PROBLEM TO SOLVE: Go through the listing and transcribe each line exactly.

** Opening DATA FOR THIS TASK block **

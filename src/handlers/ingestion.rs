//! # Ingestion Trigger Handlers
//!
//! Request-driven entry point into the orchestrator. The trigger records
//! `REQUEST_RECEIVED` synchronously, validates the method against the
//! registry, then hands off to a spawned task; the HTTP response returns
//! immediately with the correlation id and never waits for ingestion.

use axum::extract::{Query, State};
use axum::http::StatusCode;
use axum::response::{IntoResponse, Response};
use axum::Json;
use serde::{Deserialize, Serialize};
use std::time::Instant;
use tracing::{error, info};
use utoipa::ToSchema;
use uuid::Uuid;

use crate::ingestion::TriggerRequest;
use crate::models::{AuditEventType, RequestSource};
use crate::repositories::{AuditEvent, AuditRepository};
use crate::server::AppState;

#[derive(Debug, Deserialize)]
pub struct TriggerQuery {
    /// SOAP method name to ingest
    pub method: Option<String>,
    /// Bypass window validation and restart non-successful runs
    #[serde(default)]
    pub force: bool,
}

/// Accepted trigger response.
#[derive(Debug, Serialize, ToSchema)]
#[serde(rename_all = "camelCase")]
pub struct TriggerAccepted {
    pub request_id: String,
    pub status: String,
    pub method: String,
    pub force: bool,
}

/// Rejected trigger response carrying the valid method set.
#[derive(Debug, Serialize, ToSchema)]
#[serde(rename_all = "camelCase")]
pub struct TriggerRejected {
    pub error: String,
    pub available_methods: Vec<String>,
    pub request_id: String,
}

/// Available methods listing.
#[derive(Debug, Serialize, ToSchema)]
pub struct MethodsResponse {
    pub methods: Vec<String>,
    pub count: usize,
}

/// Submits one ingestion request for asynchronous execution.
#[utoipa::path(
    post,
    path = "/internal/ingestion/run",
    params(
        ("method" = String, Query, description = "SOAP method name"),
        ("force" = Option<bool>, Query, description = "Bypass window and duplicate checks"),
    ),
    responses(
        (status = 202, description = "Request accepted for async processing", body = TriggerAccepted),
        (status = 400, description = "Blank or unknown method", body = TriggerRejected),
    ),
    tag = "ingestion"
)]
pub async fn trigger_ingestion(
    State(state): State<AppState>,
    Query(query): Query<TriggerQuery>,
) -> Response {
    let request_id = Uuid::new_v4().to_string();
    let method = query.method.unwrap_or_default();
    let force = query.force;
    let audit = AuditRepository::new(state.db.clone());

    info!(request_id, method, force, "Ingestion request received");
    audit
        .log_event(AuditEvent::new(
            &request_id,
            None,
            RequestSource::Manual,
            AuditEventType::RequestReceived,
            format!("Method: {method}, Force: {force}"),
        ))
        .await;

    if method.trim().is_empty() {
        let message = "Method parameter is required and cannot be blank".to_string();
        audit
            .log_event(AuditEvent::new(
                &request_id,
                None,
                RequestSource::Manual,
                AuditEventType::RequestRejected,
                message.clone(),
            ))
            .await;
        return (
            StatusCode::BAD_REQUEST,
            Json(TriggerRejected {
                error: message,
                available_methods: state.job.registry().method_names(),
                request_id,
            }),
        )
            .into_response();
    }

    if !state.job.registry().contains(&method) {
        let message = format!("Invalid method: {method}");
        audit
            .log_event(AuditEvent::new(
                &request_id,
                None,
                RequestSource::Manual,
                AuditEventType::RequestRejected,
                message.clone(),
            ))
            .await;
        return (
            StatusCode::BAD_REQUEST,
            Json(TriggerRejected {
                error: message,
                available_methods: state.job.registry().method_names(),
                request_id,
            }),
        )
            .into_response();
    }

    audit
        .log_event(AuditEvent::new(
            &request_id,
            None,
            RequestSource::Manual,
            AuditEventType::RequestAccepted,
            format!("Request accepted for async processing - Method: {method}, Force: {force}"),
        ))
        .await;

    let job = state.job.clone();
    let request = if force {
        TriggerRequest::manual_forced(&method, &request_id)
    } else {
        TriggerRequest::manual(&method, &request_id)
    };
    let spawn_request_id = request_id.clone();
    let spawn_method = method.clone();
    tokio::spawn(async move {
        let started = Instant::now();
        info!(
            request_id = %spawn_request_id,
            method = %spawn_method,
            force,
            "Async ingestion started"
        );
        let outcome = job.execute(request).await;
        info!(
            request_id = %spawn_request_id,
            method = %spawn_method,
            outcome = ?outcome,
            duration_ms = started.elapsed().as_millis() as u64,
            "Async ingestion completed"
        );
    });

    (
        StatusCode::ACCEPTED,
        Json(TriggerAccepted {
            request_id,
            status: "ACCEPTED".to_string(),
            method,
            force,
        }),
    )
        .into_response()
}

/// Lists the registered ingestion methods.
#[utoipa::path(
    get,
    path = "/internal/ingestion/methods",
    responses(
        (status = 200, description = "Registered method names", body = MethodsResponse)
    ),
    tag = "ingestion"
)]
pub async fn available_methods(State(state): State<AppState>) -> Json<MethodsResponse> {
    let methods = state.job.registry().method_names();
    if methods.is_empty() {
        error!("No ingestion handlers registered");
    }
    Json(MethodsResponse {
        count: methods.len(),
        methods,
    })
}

** Closing DATA FOR THIS TASK block **

YOUR RESPONSE:
filename src/handlers/ingestion.rs
//! # Ingestion Trigger Handlers
//!
//! Request-driven entry point into the orchestrator. The trigger records
//! `REQUEST_RECEIVED` synchronously, validates the method against the
//! registry, then hands off to a spawned task; the HTTP response returns
//! immediately with the correlation id and never waits for ingestion.

use axum::extract::{Query, State};
use axum::http::StatusCode;
use axum::response::{IntoResponse, Response};
use axum::Json;
use serde::{Deserialize, Serialize};
use std::time::Instant;
use tracing::{error, info};
use utoipa::ToSchema;
use uuid::Uuid;

use crate::ingestion::TriggerRequest;
use crate::models::{AuditEventType, RequestSource};
use crate::repositories::{AuditEvent, AuditRepository};
use crate::server::AppState;

#[derive(Debug, Deserialize)]
pub struct TriggerQuery {
    /// SOAP method name to ingest
    pub method: Option<String>,
    /// Bypass window validation and restart non-successful runs
    #[serde(default)]
    pub force: bool,
}

/// Accepted trigger response.
#[derive(Debug, Serialize, ToSchema)]
#[serde(rename_all = "camelCase")]
pub struct TriggerAccepted {
    pub request_id: String,
    pub status: String,
    pub method: String,
    pub force: bool,
}

/// Rejected trigger response carrying the valid method set.
#[derive(Debug, Serialize, ToSchema)]
#[serde(rename_all = "camelCase")]
pub struct TriggerRejected {
    pub error: String,
    pub available_methods: Vec<String>,
    pub request_id: String,
}

/// Available methods listing.
#[derive(Debug, Serialize, ToSchema)]
pub struct MethodsResponse {
    pub methods: Vec<String>,
    pub count: usize,
}

/// Submits one ingestion request for asynchronous execution.
#[utoipa::path(
    post,
    path = "/internal/ingestion/run",
    params(
        ("method" = String, Query, description = "SOAP method name"),
        ("force" = Option<bool>, Query, description = "Bypass window and duplicate checks"),
    ),
    responses(
        (status = 202, description = "Request accepted for async processing", body = TriggerAccepted),
        (status = 400, description = "Blank or unknown method", body = TriggerRejected),
    ),
    tag = "ingestion"
)]
pub async fn trigger_ingestion(
    State(state): State<AppState>,
    Query(query): Query<TriggerQuery>,
) -> Response {
    let request_id = Uuid::new_v4().to_string();
    let method = query.method.unwrap_or_default();
    let force = query.force;
    let audit = AuditRepository::new(state.db.clone());

    info!(request_id, method, force, "Ingestion request received");
    audit
        .log_event(AuditEvent::new(
            &request_id,
            None,
            RequestSource::Manual,
            AuditEventType::RequestReceived,
            format!("Method: {method}, Force: {force}"),
        ))
        .await;

    if method.trim().is_empty() {
        let message = "Method parameter is required and cannot be blank".to_string();
        audit
            .log_event(AuditEvent::new(
                &request_id,
                None,
                RequestSource::Manual,
                AuditEventType::RequestRejected,
                message.clone(),
            ))
            .await;
        return (
            StatusCode::BAD_REQUEST,
            Json(TriggerRejected {
                error: message,
                available_methods: state.job.registry().method_names(),
                request_id,
            }),
        )
            .into_response();
    }

    if !state.job.registry().contains(&method) {
        let message = format!("Invalid method: {method}");
        audit
            .log_event(AuditEvent::new(
                &request_id,
                None,
                RequestSource::Manual,
                AuditEventType::RequestRejected,
                message.clone(),
            ))
            .await;
        return (
            StatusCode::BAD_REQUEST,
            Json(TriggerRejected {
                error: message,
                available_methods: state.job.registry().method_names(),
                request_id,
            }),
        )
            .into_response();
    }

    audit
        .log_event(AuditEvent::new(
            &request_id,
            None,
            RequestSource::Manual,
            AuditEventType::RequestAccepted,
            format!("Request accepted for async processing - Method: {method}, Force: {force}"),
        ))
        .await;

    let job = state.job.clone();
    let request = if force {
        TriggerRequest::manual_forced(&method, &request_id)
    } else {
        TriggerRequest::manual(&method, &request_id)
    };
    let spawn_request_id = request_id.clone();
    let spawn_method = method.clone();
    tokio::spawn(async move {
        let started = Instant::now();
        info!(
            request_id = %spawn_request_id,
            method = %spawn_method,
            force,
            "Async ingestion started"
        );
        let outcome = job.execute(request).await;
        info!(
            request_id = %spawn_request_id,
            method = %spawn_method,
            outcome = ?outcome,
            duration_ms = started.elapsed().as_millis() as u64,
            "Async ingestion completed"
        );
    });

    (
        StatusCode::ACCEPTED,
        Json(TriggerAccepted {
            request_id,
            status: "ACCEPTED".to_string(),
            method,
            force,
        }),
    )
        .into_response()
}

/// Lists the registered ingestion methods.
#[utoipa::path(
    get,
    path = "/internal/ingestion/methods",
    responses(
        (status = 200, description = "Registered method names", body = MethodsResponse)
    ),
    tag = "ingestion"
)]
pub async fn available_methods(State(state): State<AppState>) -> Json<MethodsResponse> {
    let methods = state.job.registry().method_names();
    if methods.is_empty() {
        error!("No ingestion handlers registered");
    }
    Json(MethodsResponse {
        count: methods.len(),
        methods,
    })
}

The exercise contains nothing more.